(Collected data entries)

--------------------------------

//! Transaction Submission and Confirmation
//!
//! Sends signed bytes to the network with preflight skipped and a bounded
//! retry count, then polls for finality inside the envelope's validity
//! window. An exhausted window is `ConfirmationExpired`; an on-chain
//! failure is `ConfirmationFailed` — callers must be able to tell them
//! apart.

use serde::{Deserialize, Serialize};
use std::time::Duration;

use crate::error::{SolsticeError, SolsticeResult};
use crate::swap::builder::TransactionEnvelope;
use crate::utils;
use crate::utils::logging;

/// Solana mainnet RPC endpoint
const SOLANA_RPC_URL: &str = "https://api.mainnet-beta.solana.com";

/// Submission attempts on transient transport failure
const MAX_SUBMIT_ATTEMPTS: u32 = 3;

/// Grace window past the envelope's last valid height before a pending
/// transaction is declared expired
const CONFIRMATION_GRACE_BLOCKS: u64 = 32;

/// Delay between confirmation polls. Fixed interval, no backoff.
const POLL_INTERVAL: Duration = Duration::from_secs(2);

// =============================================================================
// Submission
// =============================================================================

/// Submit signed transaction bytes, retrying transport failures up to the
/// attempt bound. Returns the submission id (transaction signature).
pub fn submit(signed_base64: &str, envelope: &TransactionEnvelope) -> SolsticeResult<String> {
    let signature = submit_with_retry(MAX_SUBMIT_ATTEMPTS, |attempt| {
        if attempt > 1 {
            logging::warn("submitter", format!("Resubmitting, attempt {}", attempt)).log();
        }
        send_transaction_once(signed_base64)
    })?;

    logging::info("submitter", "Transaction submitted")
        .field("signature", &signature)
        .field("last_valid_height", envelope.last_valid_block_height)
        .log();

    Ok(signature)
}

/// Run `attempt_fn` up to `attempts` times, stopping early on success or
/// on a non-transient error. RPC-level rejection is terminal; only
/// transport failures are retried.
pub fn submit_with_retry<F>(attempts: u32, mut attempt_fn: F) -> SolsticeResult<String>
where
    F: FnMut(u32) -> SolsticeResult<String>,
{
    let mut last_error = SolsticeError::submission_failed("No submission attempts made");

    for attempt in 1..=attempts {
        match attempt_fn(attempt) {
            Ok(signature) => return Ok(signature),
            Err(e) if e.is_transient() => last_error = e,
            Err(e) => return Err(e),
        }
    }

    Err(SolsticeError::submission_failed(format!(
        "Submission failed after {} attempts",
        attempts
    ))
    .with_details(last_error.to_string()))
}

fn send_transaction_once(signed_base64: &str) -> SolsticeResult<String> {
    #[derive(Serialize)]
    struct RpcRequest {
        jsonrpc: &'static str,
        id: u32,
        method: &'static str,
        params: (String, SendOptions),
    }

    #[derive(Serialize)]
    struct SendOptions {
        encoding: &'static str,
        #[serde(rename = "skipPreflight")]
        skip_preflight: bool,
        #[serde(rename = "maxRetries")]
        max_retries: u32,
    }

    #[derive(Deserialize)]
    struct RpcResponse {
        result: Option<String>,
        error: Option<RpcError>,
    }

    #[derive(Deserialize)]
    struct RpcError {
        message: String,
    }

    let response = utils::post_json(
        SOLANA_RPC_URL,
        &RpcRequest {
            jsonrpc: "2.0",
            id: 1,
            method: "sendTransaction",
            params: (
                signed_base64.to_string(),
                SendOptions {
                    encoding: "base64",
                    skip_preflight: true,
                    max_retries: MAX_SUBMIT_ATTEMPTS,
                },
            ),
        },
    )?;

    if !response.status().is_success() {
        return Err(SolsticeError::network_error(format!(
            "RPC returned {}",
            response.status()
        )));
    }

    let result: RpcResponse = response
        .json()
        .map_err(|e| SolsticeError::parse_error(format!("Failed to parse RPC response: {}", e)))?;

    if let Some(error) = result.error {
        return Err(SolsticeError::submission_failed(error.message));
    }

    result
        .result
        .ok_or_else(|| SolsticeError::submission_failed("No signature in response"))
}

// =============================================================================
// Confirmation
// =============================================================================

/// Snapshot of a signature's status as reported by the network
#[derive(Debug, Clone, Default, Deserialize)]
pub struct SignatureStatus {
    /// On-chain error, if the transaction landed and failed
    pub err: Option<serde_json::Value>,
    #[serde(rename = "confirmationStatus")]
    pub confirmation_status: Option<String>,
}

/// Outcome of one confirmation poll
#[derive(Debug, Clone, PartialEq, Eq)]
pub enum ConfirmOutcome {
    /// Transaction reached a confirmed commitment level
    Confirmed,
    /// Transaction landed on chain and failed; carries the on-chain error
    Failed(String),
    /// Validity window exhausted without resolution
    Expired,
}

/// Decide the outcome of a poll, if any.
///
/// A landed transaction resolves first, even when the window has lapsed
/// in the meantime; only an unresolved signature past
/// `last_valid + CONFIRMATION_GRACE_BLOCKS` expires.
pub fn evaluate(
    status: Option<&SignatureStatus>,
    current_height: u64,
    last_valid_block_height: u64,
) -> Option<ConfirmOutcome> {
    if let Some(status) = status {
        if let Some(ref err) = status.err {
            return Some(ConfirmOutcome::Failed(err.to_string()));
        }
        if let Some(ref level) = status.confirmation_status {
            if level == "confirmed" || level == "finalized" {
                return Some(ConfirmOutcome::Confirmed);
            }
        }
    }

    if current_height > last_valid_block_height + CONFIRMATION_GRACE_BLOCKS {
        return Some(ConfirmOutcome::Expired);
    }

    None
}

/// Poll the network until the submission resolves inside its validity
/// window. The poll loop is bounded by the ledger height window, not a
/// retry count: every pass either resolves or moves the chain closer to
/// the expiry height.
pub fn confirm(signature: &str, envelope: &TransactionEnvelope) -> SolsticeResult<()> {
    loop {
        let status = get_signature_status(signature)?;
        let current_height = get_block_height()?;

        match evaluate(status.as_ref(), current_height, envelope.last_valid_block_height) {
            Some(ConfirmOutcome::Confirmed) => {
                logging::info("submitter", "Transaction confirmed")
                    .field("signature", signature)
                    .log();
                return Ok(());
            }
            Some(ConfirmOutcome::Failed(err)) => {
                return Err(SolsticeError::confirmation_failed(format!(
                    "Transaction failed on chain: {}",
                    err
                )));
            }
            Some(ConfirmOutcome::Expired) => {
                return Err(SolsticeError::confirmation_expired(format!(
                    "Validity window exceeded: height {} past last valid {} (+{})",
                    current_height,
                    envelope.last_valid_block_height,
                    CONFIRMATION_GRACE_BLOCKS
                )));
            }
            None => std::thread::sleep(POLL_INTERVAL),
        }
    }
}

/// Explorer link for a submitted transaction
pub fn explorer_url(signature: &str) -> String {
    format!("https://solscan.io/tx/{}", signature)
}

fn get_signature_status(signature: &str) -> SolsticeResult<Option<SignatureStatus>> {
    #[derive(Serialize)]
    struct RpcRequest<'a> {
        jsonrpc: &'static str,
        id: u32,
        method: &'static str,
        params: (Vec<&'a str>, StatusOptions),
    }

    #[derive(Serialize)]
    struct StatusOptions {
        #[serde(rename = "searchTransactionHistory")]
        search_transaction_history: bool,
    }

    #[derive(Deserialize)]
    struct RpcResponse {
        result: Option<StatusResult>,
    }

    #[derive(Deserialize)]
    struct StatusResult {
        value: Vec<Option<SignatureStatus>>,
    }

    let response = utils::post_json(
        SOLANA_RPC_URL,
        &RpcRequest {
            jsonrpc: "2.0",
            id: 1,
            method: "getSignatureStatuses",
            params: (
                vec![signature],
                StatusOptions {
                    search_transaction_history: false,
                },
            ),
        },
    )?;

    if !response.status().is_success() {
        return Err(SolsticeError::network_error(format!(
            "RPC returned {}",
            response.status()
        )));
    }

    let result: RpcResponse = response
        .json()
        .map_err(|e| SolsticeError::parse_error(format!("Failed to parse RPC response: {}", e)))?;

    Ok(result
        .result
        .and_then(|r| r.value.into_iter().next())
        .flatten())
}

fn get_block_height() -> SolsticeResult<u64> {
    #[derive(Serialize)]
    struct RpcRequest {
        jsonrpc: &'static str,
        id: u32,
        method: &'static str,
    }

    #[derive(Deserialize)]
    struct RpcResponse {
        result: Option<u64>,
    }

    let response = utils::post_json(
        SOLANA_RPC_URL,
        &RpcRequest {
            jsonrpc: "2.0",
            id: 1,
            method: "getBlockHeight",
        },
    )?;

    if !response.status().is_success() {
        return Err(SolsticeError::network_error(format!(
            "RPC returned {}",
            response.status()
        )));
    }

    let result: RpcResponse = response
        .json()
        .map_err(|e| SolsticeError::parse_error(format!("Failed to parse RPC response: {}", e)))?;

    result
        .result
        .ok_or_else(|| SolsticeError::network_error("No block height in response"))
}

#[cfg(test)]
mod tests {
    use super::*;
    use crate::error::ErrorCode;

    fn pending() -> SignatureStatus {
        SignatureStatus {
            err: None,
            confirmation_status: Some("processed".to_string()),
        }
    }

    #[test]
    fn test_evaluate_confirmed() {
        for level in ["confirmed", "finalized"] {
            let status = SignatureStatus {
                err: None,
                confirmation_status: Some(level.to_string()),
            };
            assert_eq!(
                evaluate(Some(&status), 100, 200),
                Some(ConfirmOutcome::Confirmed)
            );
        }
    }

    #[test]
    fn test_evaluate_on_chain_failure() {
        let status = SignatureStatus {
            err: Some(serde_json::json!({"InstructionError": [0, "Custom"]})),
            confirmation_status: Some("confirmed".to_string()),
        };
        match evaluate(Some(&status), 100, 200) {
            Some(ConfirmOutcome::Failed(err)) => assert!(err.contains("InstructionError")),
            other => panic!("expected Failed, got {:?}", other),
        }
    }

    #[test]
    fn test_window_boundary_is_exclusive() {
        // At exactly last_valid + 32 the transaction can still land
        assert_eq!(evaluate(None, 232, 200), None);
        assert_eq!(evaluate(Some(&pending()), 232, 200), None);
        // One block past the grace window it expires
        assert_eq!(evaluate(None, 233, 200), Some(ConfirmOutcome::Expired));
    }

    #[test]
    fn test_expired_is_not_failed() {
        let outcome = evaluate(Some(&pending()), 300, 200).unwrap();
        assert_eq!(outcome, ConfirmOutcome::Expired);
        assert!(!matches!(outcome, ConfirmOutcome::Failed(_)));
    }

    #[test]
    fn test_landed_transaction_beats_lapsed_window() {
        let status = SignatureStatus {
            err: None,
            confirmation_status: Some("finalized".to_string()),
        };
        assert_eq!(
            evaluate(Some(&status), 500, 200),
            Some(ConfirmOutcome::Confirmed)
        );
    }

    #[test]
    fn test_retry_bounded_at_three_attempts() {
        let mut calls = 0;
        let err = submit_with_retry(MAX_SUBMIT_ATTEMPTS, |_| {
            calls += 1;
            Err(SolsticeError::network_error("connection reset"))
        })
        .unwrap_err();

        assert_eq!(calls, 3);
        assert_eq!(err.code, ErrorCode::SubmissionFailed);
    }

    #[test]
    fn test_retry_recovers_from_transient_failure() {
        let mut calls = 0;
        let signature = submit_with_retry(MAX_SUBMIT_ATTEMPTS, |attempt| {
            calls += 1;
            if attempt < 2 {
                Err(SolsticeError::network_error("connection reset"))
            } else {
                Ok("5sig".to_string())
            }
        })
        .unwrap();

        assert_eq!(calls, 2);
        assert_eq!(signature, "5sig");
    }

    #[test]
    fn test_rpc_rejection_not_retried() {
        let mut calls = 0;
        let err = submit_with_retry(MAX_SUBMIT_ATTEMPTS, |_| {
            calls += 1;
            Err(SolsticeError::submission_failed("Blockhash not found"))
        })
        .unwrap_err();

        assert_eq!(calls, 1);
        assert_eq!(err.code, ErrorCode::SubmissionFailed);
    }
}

--------------------------------

**Problem requirements**
Begin at the line above that has "is terminal; only" and stop after the line that has "let mut last_error", copying each line exactly and adding nothing else.

**Written answer**
/// on a non-transient error. RPC-level rejection is terminal; only
/// transport failures are retried.
pub fn submit_with_retry<F>(attempts: u32, mut attempt_fn: F) -> SolsticeResult<String>
where
    F: FnMut(u32) -> SolsticeResult<String>,
{
    let mut last_error = SolsticeError::submission_failed("No submission attempts made");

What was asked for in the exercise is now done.